What to produce: All entries that follow are to be printed exactly as written.

Collected data entries:
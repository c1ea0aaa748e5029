//! Named transitions
//!
//! Every function here is total: it takes the current state by value and returns
//! the next one. Timer bookkeeping (arming, cancelling) is the scheduler's job;
//! these functions only describe what the state looks like afterwards.

use super::{CardColor, MatchState, Priority, Side, MATCH_COUNT_MAX};

impl MatchState {
    /// START/STOP. Either direction also ends a pending pause.
    #[must_use]
    pub fn start_stop(mut self) -> Self {
        self.running = !self.running && self.time_remaining > 0;
        self.clear_pause();
        self
    }

    /// PAUSE 1MIN. Replaces any pause in flight with a fresh one.
    #[must_use]
    pub fn begin_pause(mut self, pause_secs: u32) -> Self {
        self.paused = true;
        self.pause_remaining = Some(pause_secs.max(1));
        self
    }

    #[must_use]
    pub fn add_point(mut self, side: Side) -> Self {
        let score = self.score_mut(side);
        *score = score.saturating_add(1);
        self
    }

    /// Floored at zero.
    #[must_use]
    pub fn remove_point(mut self, side: Side) -> Self {
        let score = self.score_mut(side);
        *score = score.saturating_sub(1);
        self
    }

    /// MISE A ZERO
    #[must_use]
    pub fn reset_scores(mut self) -> Self {
        self.left_score = 0;
        self.right_score = 0;
        self
    }

    /// SET: load the clock, stop it, and drop any pause.
    #[must_use]
    pub fn set_clock(mut self, secs: u32) -> Self {
        self.time_remaining = secs;
        self.running = false;
        self.clear_pause();
        self
    }

    #[must_use]
    pub fn toggle_card(mut self, side: Side, color: CardColor) -> Self {
        self.cards_mut(side).toggle(color);
        self
    }

    /// Manual MATCH COUNT button: 0 -> 1 -> 2 -> 3 -> 0
    #[must_use]
    pub fn cycle_match_count(mut self) -> Self {
        self.match_count = (self.match_count + 1) % (MATCH_COUNT_MAX + 1);
        self
    }

    /// Automatic advance on pause expiry: 1 -> 2 -> 3 -> 1. Never turns the
    /// indicator on or off, so 0 stays 0.
    #[must_use]
    pub fn advance_match_count(mut self) -> Self {
        self.match_count = match self.match_count {
            0 => 0,
            n if n >= MATCH_COUNT_MAX => 1,
            n => n + 1,
        };
        self
    }

    /// P MAN
    #[must_use]
    pub fn cycle_priority(mut self) -> Self {
        self.priority = self.priority.next_manual();
        self
    }

    /// P CAS: assign a side if nobody holds priority, otherwise clear it.
    /// `draw` is only called when a side has to be picked.
    #[must_use]
    pub fn toggle_random_priority<F>(mut self, draw: F) -> Self
    where
        F: FnOnce() -> Side,
    {
        self.priority = match self.priority {
            Priority::None => Priority::from_side(draw()),
            _ => Priority::None,
        };
        self
    }

    /// One second of the main countdown. Reaching zero stops the clock in the
    /// same step.
    #[must_use]
    pub fn countdown_tick(mut self) -> Self {
        if !self.countdown_armed() {
            return self;
        }
        self.time_remaining -= 1;
        if self.time_remaining == 0 {
            self.running = false;
            self.clear_pause();
        }
        self
    }

    /// One second of the pause countdown. On expiry the pause clears, the
    /// clock stops and reloads to `bout_secs`, and the match count advances.
    #[must_use]
    pub fn pause_tick(mut self, bout_secs: u32) -> Self {
        let Some(remaining) = self.pause_remaining else {
            return self;
        };
        if remaining > 1 {
            self.pause_remaining = Some(remaining - 1);
            return self;
        }
        self.clear_pause();
        self.running = false;
        self.time_remaining = bout_secs;
        self.advance_match_count()
    }

    fn clear_pause(&mut self) {
        self.paused = false;
        self.pause_remaining = None;
    }
}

Exercise output:
repository c1ea0aaa748e5029
//! Named transitions
//!
//! Every function here is total: it takes the current state by value and returns
//! the next one. Timer bookkeeping (arming, cancelling) is the scheduler's job;
//! these functions only describe what the state looks like afterwards.

use super::{CardColor, MatchState, Priority, Side, MATCH_COUNT_MAX};

impl MatchState {
    /// START/STOP. Either direction also ends a pending pause.
    #[must_use]
    pub fn start_stop(mut self) -> Self {
        self.running = !self.running && self.time_remaining > 0;
        self.clear_pause();
        self
    }

    /// PAUSE 1MIN. Replaces any pause in flight with a fresh one.
    #[must_use]
    pub fn begin_pause(mut self, pause_secs: u32) -> Self {
        self.paused = true;
        self.pause_remaining = Some(pause_secs.max(1));
        self
    }

    #[must_use]
    pub fn add_point(mut self, side: Side) -> Self {
        let score = self.score_mut(side);
        *score = score.saturating_add(1);
        self
    }

    /// Floored at zero.
    #[must_use]
    pub fn remove_point(mut self, side: Side) -> Self {
        let score = self.score_mut(side);
        *score = score.saturating_sub(1);
        self
    }

    /// MISE A ZERO
    #[must_use]
    pub fn reset_scores(mut self) -> Self {
        self.left_score = 0;
        self.right_score = 0;
        self
    }

    /// SET: load the clock, stop it, and drop any pause.
    #[must_use]
    pub fn set_clock(mut self, secs: u32) -> Self {
        self.time_remaining = secs;
        self.running = false;
        self.clear_pause();
        self
    }

    #[must_use]
    pub fn toggle_card(mut self, side: Side, color: CardColor) -> Self {
        self.cards_mut(side).toggle(color);
        self
    }

    /// Manual MATCH COUNT button: 0 -> 1 -> 2 -> 3 -> 0
    #[must_use]
    pub fn cycle_match_count(mut self) -> Self {
        self.match_count = (self.match_count + 1) % (MATCH_COUNT_MAX + 1);
        self
    }

    /// Automatic advance on pause expiry: 1 -> 2 -> 3 -> 1. Never turns the
    /// indicator on or off, so 0 stays 0.
    #[must_use]
    pub fn advance_match_count(mut self) -> Self {
        self.match_count = match self.match_count {
            0 => 0,
            n if n >= MATCH_COUNT_MAX => 1,
            n => n + 1,
        };
        self
    }

    /// P MAN
    #[must_use]
    pub fn cycle_priority(mut self) -> Self {
        self.priority = self.priority.next_manual();
        self
    }

    /// P CAS: assign a side if nobody holds priority, otherwise clear it.
    /// `draw` is only called when a side has to be picked.
    #[must_use]
    pub fn toggle_random_priority<F>(mut self, draw: F) -> Self
    where
        F: FnOnce() -> Side,
    {
        self.priority = match self.priority {
            Priority::None => Priority::from_side(draw()),
            _ => Priority::None,
        };
        self
    }

    /// One second of the main countdown. Reaching zero stops the clock in the
    /// same step.
    #[must_use]
    pub fn countdown_tick(mut self) -> Self {
        if !self.countdown_armed() {
            return self;
        }
        self.time_remaining -= 1;
        if self.time_remaining == 0 {
            self.running = false;
            self.clear_pause();
        }
        self
    }

    /// One second of the pause countdown. On expiry the pause clears, the
    /// clock stops and reloads to `bout_secs`, and the match count advances.
    #[must_use]
    pub fn pause_tick(mut self, bout_secs: u32) -> Self {
        let Some(remaining) = self.pause_remaining else {
            return self;
        };
        if remaining > 1 {
            self.pause_remaining = Some(remaining - 1);
            return self;
        }
        self.clear_pause();
        self.running = false;
        self.time_remaining = bout_secs;
        self.advance_match_count()
    }

    fn clear_pause(&mut self) {
        self.paused = false;
        self.pause_remaining = None;
    }
}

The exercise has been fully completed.